Un largo suspiro de la joven precede a su afirmación: “No puedo con esto, es demasiado para mí”. Una larga conversación llena de preguntas nos lleva a un punto neural: ella quiere controlar lo que sucede en su entorno, se niega a aceptar una realidad, quiere ayudar a otros antes de ayudarse a sí misma porque alguien le hizo creer (y ella se lo creyó) que tenía que ser fuerte y no podía flaquear en “los momentos de la verdad” que la vida nos coloca. Un exceso de responsabilidad. ¿Cómo explicarle que muchas veces los mejores aprendizajes llegan en forma de problemas y repletos de malas noticias?

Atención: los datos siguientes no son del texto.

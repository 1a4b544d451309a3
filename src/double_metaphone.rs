/*
 * Licensed to the Apache Software Foundation (ASF) under one or more
 * contributor license agreements.  See the NOTICE file distributed with
 * this work for additional information regarding copyright ownership.
 * The ASF licenses this file to You under the Apache License, Version 2.0
 * (the "License"); you may not use this file except in compliance with
 * the License.  You may obtain a copy of the License at
 *
 *      http://www.apache.org/licenses/LICENSE-2.0
 *
 * Unless required by applicable law or agreed to in writing, software
 * distributed under the License is distributed on an "AS IS" BASIS,
 * WITHOUT WARRANTIES OR CONDITIONS OF ANY KIND, either express or implied.
 * See the License for the specific language governing permissions and
 * limitations under the License.
 */
use serde::{de, Deserialize, Deserializer, Serialize};

use crate::helper::{is_vowel, Word};
use crate::Encoder;

const SILENT_START: [&str; 5] = ["GN", "KN", "PN", "WR", "PS"];
const L_R_N_M_B_H_F_V_W_SPACE: [&str; 10] = ["L", "R", "N", "M", "B", "H", "F", "V", "W", " "];
const ES_EP_EB_EL_EY_IB_IL_IN_IE_EI_ER: [&str; 11] = [
    "ES", "EP", "EB", "EL", "EY", "IB", "IL", "IN", "IE", "EI", "ER",
];
const L_T_K_S_N_M_B_Z: [&str; 8] = ["L", "T", "K", "S", "N", "M", "B", "Z"];

const DEFAULT_MAX_CODE_LENGTH: usize = 4;

/// The two codes produced by [DoubleMetaphone].
///
/// Both codes are bounded by the same maximum length. Every `append_*` method
/// silently truncates what doesn't fit, one call at a time: a two characters
/// append with a single slot left keeps its first character.
///
/// # Example
///
/// ```rust
/// use soundalike::DoubleMetaphoneResult;
///
/// let mut result = DoubleMetaphoneResult::new(4);
/// result.append("FLP");
/// result.append_pair("TS", "FX");
///
/// assert_eq!(result.primary(), "FLPT");
/// assert_eq!(result.alternate(), "FLPF");
/// assert!(result.is_complete());
/// ```
///
/// Deserialization rejects codes longer than `max_length`.
#[derive(Clone, Debug, Eq, PartialEq, Hash, Serialize)]
pub struct DoubleMetaphoneResult {
    primary: String,
    alternate: String,
    max_length: usize,
}

impl DoubleMetaphoneResult {
    /// Construct an empty result whose codes can't exceed `max_length` characters.
    pub fn new(max_length: usize) -> Self {
        Self {
            primary: String::with_capacity(max_length),
            alternate: String::with_capacity(max_length),
            max_length,
        }
    }

    /// Append `value` to both codes.
    pub fn append(&mut self, value: &str) {
        self.append_primary(value);
        self.append_alternate(value);
    }

    /// Append `primary` to the primary code and `alternate` to the alternate code.
    pub fn append_pair(&mut self, primary: &str, alternate: &str) {
        self.append_primary(primary);
        self.append_alternate(alternate);
    }

    /// Append `value` to the primary code only.
    pub fn append_primary(&mut self, value: &str) {
        Self::append_truncated(&mut self.primary, self.max_length, value);
    }

    /// Append `value` to the alternate code only.
    pub fn append_alternate(&mut self, value: &str) {
        Self::append_truncated(&mut self.alternate, self.max_length, value);
    }

    fn append_truncated(code: &mut String, max_length: usize, value: &str) {
        let room = max_length.saturating_sub(code.chars().count());
        code.extend(value.chars().take(room));
    }

    /// Primary code, the most common pronunciation.
    pub fn primary(&self) -> &str {
        &self.primary
    }

    /// Alternate code, equal to the primary one when there is a single pronunciation.
    pub fn alternate(&self) -> &str {
        &self.alternate
    }

    /// Return `true` once both codes reached the maximum length.
    pub fn is_complete(&self) -> bool {
        self.primary.chars().count() >= self.max_length
            && self.alternate.chars().count() >= self.max_length
    }
}
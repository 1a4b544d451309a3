//! This library contains phonetic algorithms that map a word to a short code
//! approximating its pronunciation, so that words spelled differently but
//! sounding alike (`Smith` and `Smyth`) can be compared.
//!
//! It currently implements :
//!
//! * [Double Metaphone] : see [Wikipedia](https://en.wikipedia.org/wiki/Metaphone#Double_Metaphone)
//! * [Metaphone] : see [Wikipedia](https://en.wikipedia.org/wiki/Metaphone)
//! * [Soundex] : see [Wikipedia](https://en.wikipedia.org/wiki/Soundex)
//!
//! Every encoder is a small immutable value, so it can be shared between threads
//! freely. For one-off calls, the free functions [metaphone], [double_metaphone],
//! [soundex], [is_metaphone_equal] and [double_metaphone_sounds_like] use the
//! default configuration (codes of at most 4 characters).
//!
//! ```rust
//! use soundalike::{double_metaphone, metaphone, soundex};
//!
//! assert_eq!(double_metaphone("Smith", false), Some("SM0".to_string()));
//! assert_eq!(double_metaphone("Smith", true), Some("XMT".to_string()));
//! assert_eq!(double_metaphone("   ", false), None);
//! assert_eq!(metaphone("Knight"), "NT");
//! assert_eq!(soundex("Robert"), "R163");
//! ```
//!
//! [Double Metaphone]: DoubleMetaphone
use std::fmt;
use std::fmt::Formatter;

pub use crate::double_metaphone::{DoubleMetaphone, DoubleMetaphoneResult};
pub use crate::metaphone::Metaphone;
pub use crate::soundex::{Soundex, DEFAULT_US_ENGLISH_MAPPING_SOUNDEX};

mod double_metaphone;
mod helper;
mod metaphone;
mod soundex;

/// Errors
#[derive(Clone, Debug, Ord, PartialOrd, Eq, PartialEq)]
pub enum PhoneticError {
    /// This variant is raised when a [Soundex] mapping doesn't
    /// contain exactly one code for each of the 26 letters.
    InvalidMapping(String),
}

impl fmt::Display for PhoneticError {
    fn fmt(&self, f: &mut Formatter<'_>) -> fmt::Result {
        match self {
            Self::InvalidMapping(error) => write!(f, "Invalid soundex mapping : {}", error),
        }
    }
}

impl std::error::Error for PhoneticError {}

/// This trait represents a phonetic algorithm.
pub trait Encoder {
    /// This method convert a string into its code.
    ///
    /// # Parameter
    ///
    /// * `s` : string to encode.
    ///
    /// # Return
    ///
    /// String encoded.
    ///
    /// # Example
    ///
    /// Example using [Metaphone] algorithm.
    ///
    /// ```rust
    /// use soundalike::{Encoder, Metaphone};
    ///
    /// let metaphone = Metaphone::default();
    ///
    /// assert_eq!(metaphone.encode("Thompson"), "0MPS");
    /// ```
    fn encode(&self, s: &str) -> String;

    /// This method check that two strings have the same code.
    ///
    /// # Parameters
    ///
    /// * `first` : first string.
    /// * `second` : second string.
    ///
    /// # Return
    ///
    /// Return `true` if both strings have the same code, false otherwise.
    ///
    /// # Example
    ///
    /// Example with [Soundex]
    ///
    /// ```rust
    /// use soundalike::{Encoder, Soundex};
    ///
    /// let soundex = Soundex::default();
    /// assert!(!soundex.is_encoded_equals("Peter", "Stevenson"));
    /// assert!(soundex.is_encoded_equals("Robert", "Rupert"));
    /// ```
    fn is_encoded_equals(&self, first: &str, second: &str) -> bool {
        let f = self.encode(first);
        let s = self.encode(second);

        f == s
    }
}

/// Metaphone code of `word`, at most 4 characters long.
///
/// An empty (or blank) word gives an empty code, a single character word is
/// returned upper-cased.
pub fn metaphone(word: &str) -> String {
    Metaphone::default().encode(word)
}

/// Check that two words have the same [metaphone] code.
pub fn is_metaphone_equal(first: &str, second: &str) -> bool {
    Metaphone::default().is_encoded_equals(first, second)
}

/// Double Metaphone code of `word` : the primary one, or the alternate one if
/// `alternate` is `true`.
///
/// Return `None` if `word` is empty or blank. Unlike [metaphone], there is no
/// code at all for such a word rather than an empty one.
pub fn double_metaphone(word: &str, alternate: bool) -> Option<String> {
    DoubleMetaphone::default()
        .double_metaphone(word)
        .map(|result| {
            if alternate {
                result.alternate().to_string()
            } else {
                result.primary().to_string()
            }
        })
}

/// Return `true` if both words have a primary Double Metaphone code and those
/// codes are equal.
///
/// ```rust
/// use soundalike::double_metaphone_sounds_like;
///
/// assert!(double_metaphone_sounds_like("Smith", "Smyth"));
/// assert!(!double_metaphone_sounds_like("Smith", "Schmidt"));
/// assert!(!double_metaphone_sounds_like("", " "));
/// ```
pub fn double_metaphone_sounds_like(first: &str, second: &str) -> bool {
    match (double_metaphone(first, false), double_metaphone(second, false)) {
        (Some(first), Some(second)) => first == second,
        _ => false,
    }
}

/// Soundex code of `word`, always 4 characters long for a non-empty word.
///
/// An empty word gives an empty code.
pub fn soundex(word: &str) -> String {
    Soundex::default().encode(word)
}
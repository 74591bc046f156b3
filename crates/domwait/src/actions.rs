// Actions - locate-then-act operations with fallback and budgeting
//
// These are the verbs the flows are written in. Each one re-locates its
// target inside the call so stale element handles never cross an await
// point that may re-render the page.

use crate::driver::{DomElement, Driver};
use crate::error::{Error, Result};
use crate::locator::Locator;
use crate::session::Session;
use std::time::{Duration, Instant};

impl<D: Driver> Session<D> {
    /// Tries candidate locators in order, clicking the first that resolves.
    ///
    /// All candidates share one time budget: elapsed time is deducted after
    /// each failed attempt and the next candidate only gets what remains.
    /// This bounds total wall-clock time by `budget` regardless of how many
    /// candidates are supplied; a fresh timeout per candidate would not.
    /// Each attempt is granted an even share of what remains (the last one
    /// gets everything left), so an absent first candidate cannot starve the
    /// rest of the list while the overall bound stays strict.
    pub async fn click_first_match(&self, candidates: &[Locator], budget: Duration) -> Result<()> {
        let start = Instant::now();
        let total = candidates.len();
        for (index, locator) in candidates.iter().enumerate() {
            let elapsed = start.elapsed();
            if elapsed >= budget {
                break;
            }
            let remaining = budget - elapsed;
            let attempt = if index + 1 == total {
                remaining
            } else {
                (remaining / (total - index) as u32)
                    .max(self.wait_spec().poll_interval)
                    .min(remaining)
            };
            match self.locate_and_click(locator, attempt).await {
                Ok(()) => {
                    tracing::debug!(%locator, "clicked");
                    return Ok(());
                }
                Err(err) if err.is_timeout() => {
                    tracing::debug!(%locator, "candidate did not resolve, trying next");
                }
                Err(err) => return Err(err),
            }
        }
        tracing::warn!(?budget, "all click candidates exhausted");
        Err(Error::AllCandidatesFailed {
            candidates: candidates.iter().map(Locator::describe).collect(),
            budget,
        })
    }

    /// Best-effort click for optional UI elements.
    ///
    /// Returns `Ok(false)` when the element never appeared: "step not
    /// needed", not a failure. Driver transport errors still propagate.
    pub async fn click_if_present(&self, locator: &Locator, timeout: Duration) -> Result<bool> {
        match self.try_locate(locator, timeout).await? {
            Some(element) => {
                self.scroll_into_view(&element).await?;
                element.click().await?;
                tracing::debug!(%locator, "optional element clicked");
                Ok(true)
            }
            None => {
                tracing::debug!(%locator, "optional element absent, skipping");
                Ok(false)
            }
        }
    }

    /// Locates an input, replaces its content, and commits the value.
    ///
    /// The trailing tab-out shifts focus away so the change/blur listeners
    /// many UIs hang state updates on actually fire; raw `send_keys` alone
    /// leaves some frameworks believing the field is still being edited.
    pub async fn type_into(&self, locator: &Locator, text: &str) -> Result<()> {
        let element = self
            .locate_visible(locator, self.wait_spec().timeout)
            .await?;
        self.scroll_into_view(&element).await?;
        element.clear().await?;
        element.send_keys(text).await?;
        element.tab_out().await?;
        tracing::debug!(%locator, text, "typed and committed");
        Ok(())
    }

    /// As [`Session::type_into`], with ordered fallback input locators under
    /// one shared budget.
    pub async fn type_into_first_match(
        &self,
        candidates: &[Locator],
        budget: Duration,
        text: &str,
    ) -> Result<()> {
        let element = self.locate_any(candidates, budget).await?;
        self.scroll_into_view(&element).await?;
        element.clear().await?;
        element.send_keys(text).await?;
        element.tab_out().await?;
        Ok(())
    }

    /// Moves the pointer over the element without clicking, then settles.
    ///
    /// Required for hover-revealed controls (icons, tooltips): no click-based
    /// locator can find them before the hover happens. Returns the hovered
    /// element for a follow-up action.
    pub async fn hover(&self, locator: &Locator, timeout: Duration) -> Result<D::Element> {
        let element = self.locate_visible(locator, timeout).await?;
        self.driver().hover(&element).await?;
        tokio::time::sleep(self.settle()).await;
        Ok(element)
    }

    /// Hover variant for an element already in hand (e.g. during an icon
    /// scan where candidates come from a bulk `find_all`).
    pub async fn hover_element(&self, element: &D::Element) -> Result<()> {
        self.driver().hover(element).await?;
        tokio::time::sleep(self.settle()).await;
        Ok(())
    }

    /// Scrolls the element into view and waits a short fixed settle delay so
    /// layout or scroll animation finishes before the next action lands.
    pub async fn scroll_into_view(&self, element: &D::Element) -> Result<()> {
        element.scroll_into_view().await?;
        tokio::time::sleep(self.settle()).await;
        Ok(())
    }

    async fn locate_and_click(&self, locator: &Locator, timeout: Duration) -> Result<()> {
        let element = self.locate_visible(locator, timeout).await?;
        self.scroll_into_view(&element).await?;
        element.click().await
    }
}
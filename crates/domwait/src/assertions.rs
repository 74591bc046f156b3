// Assertions - auto-retry expectations over locators
//
// An expectation re-probes the DOM until the condition holds or the timeout
// elapses. Absence of the element during polling counts as "not yet", not
// as an error; the DOM is allowed to catch up.

use crate::driver::{DomElement, Driver};
use crate::error::{Error, Result};
use crate::locator::Locator;
use crate::session::Session;
use crate::value::extract_numeric_value;
use std::time::{Duration, Instant};

/// Default timeout for assertions.
const DEFAULT_ASSERTION_TIMEOUT: Duration = Duration::from_secs(5);

/// Default polling interval for assertions.
const DEFAULT_POLL_INTERVAL: Duration = Duration::from_millis(100);

/// Creates an auto-retrying expectation for a locator.
///
/// ```ignore
/// expect(&session, Locator::text("Balance"))
///     .with_timeout(Duration::from_secs(10))
///     .to_contain_text("sdCRV")
///     .await?;
/// ```
pub fn expect<D: Driver>(session: &Session<D>, locator: Locator) -> Expectation<'_, D> {
    Expectation::new(session, locator)
}

/// Expectation wraps a session and locator and provides assertion methods
/// with auto-retry.
pub struct Expectation<'a, D: Driver> {
    session: &'a Session<D>,
    locator: Locator,
    timeout: Duration,
    poll_interval: Duration,
    negate: bool,
}

// to_* methods consume self; the builder chain reads like the assertion it
// performs, so the usual self-convention lint does not apply.
#[allow(clippy::wrong_self_convention)]
impl<'a, D: Driver> Expectation<'a, D> {
    pub(crate) fn new(session: &'a Session<D>, locator: Locator) -> Self {
        Self {
            session,
            locator,
            timeout: DEFAULT_ASSERTION_TIMEOUT,
            poll_interval: DEFAULT_POLL_INTERVAL,
            negate: false,
        }
    }

    /// Sets a custom timeout for this assertion.
    #[must_use]
    pub fn with_timeout(mut self, timeout: Duration) -> Self {
        self.timeout = timeout;
        self
    }

    /// Sets a custom poll interval for this assertion.
    #[must_use]
    pub fn with_poll_interval(mut self, interval: Duration) -> Self {
        self.poll_interval = interval;
        self
    }

    /// Negates the assertion.
    #[allow(clippy::should_implement_trait)]
    #[must_use]
    pub fn not(mut self) -> Self {
        self.negate = !self.negate;
        self
    }

    /// Asserts that a matching element exists in the DOM.
    pub async fn to_be_present(self) -> Result<()> {
        self.retry("be present", |observed| observed.is_some(), false)
            .await
            .map(|_| ())
    }

    /// Asserts that a matching element exists and is rendered visible.
    pub async fn to_be_visible(self) -> Result<()> {
        self.retry("be visible", |observed| observed.is_some(), true)
            .await
            .map(|_| ())
    }

    /// Asserts on the element's exact text (trimmed before comparison).
    pub async fn to_have_text(self, expected: &str) -> Result<()> {
        let expected = expected.trim().to_string();
        let what = format!("have text '{}'", expected);
        self.retry(
            &what,
            move |observed| observed.as_deref().map(str::trim) == Some(expected.as_str()),
            false,
        )
        .await
        .map(|_| ())
    }

    /// Asserts that the element's text contains the substring.
    pub async fn to_contain_text(self, expected: &str) -> Result<()> {
        let expected = expected.to_string();
        let what = format!("contain text '{}'", expected);
        self.retry(
            &what,
            move |observed| observed.as_deref().is_some_and(|t| t.contains(&expected)),
            false,
        )
        .await
        .map(|_| ())
    }

    /// Asserts that the element's text parses to a number within `tolerance`
    /// of `expected` under the engine's lenient numeric extraction.
    pub async fn to_have_numeric_value_near(self, expected: f64, tolerance: f64) -> Result<()> {
        let what = format!("show a value within {} of {}", tolerance, expected);
        self.retry(
            &what,
            move |observed| {
                observed
                    .as_deref()
                    .is_some_and(|t| (extract_numeric_value(t) - expected).abs() <= tolerance)
            },
            false,
        )
        .await
        .map(|_| ())
    }

    /// Core retry loop shared by every assertion.
    ///
    /// `observed` is `None` while no element matches; `check` decides whether
    /// the current observation satisfies the (possibly negated) condition.
    async fn retry<F>(
        self,
        what: &str,
        check: F,
        require_visible: bool,
    ) -> Result<Option<String>>
    where
        F: Fn(&Option<String>) -> bool,
    {
        let start = Instant::now();

        loop {
            let observed = match self.session.probe(&self.locator, require_visible).await? {
                Some(element) => Some(element.text().await?),
                None => None,
            };

            let satisfied = check(&observed);
            let matches = if self.negate { !satisfied } else { satisfied };
            if matches {
                return Ok(observed);
            }

            if start.elapsed() >= self.timeout {
                let polarity = if self.negate { "NOT to" } else { "to" };
                let seen = match &observed {
                    Some(text) => format!("'{}'", text),
                    None => "no matching element".to_string(),
                };
                return Err(Error::Assertion(format!(
                    "expected {} {} {}, but observed {} after {:?}",
                    self.locator.describe(),
                    polarity,
                    what,
                    seen,
                    self.timeout
                )));
            }

            tokio::time::sleep(self.poll_interval).await;
        }
    }
}

#[cfg(test)]
mod tests {
    use super::*;

    #[test]
    fn expectation_defaults() {
        assert_eq!(DEFAULT_ASSERTION_TIMEOUT, Duration::from_secs(5));
        assert_eq!(DEFAULT_POLL_INTERVAL, Duration::from_millis(100));
    }
}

Una pausa consciente nos ayuda a centrar la conversación. Una afirmación poderosa: “Tengo miedo a…” detonó el principio de una pauta diferente y más esperanzadora. Poco a poco bajó el ritmo de su respiración, acompasó y dio ritmo y coherencia a sus palabras. Es el momento del cierre y de la pregunta ¿Qué te llevas de esta conversación? Su respuesta erizó mi piel:
“Ya entendí. Yo no estaba negando el problema, estaba exigiéndome demasiado a costa de mi paz y tranquilidad, y eso me causaba un mayor malestar”. Una pausa larga, una respiración profunda para continuar: “Todavía no sé cómo manejar mi miedo, pero sé que está ahí, lo acepto y quiero trabajar con él, sin huir”. Concluimos la conversación.
Mi mosquetero pregunta: “Papá, ¿qué quería xxxxx?”. “Tenía ganas de platicar”, es mi respuesta. Y él me contesta “Ya es noche, mejor que platique con su miedo”. Me quedé pensando que en la inocencia de su afirmación hay una profunda invitación que muchos necesitamos aceptar.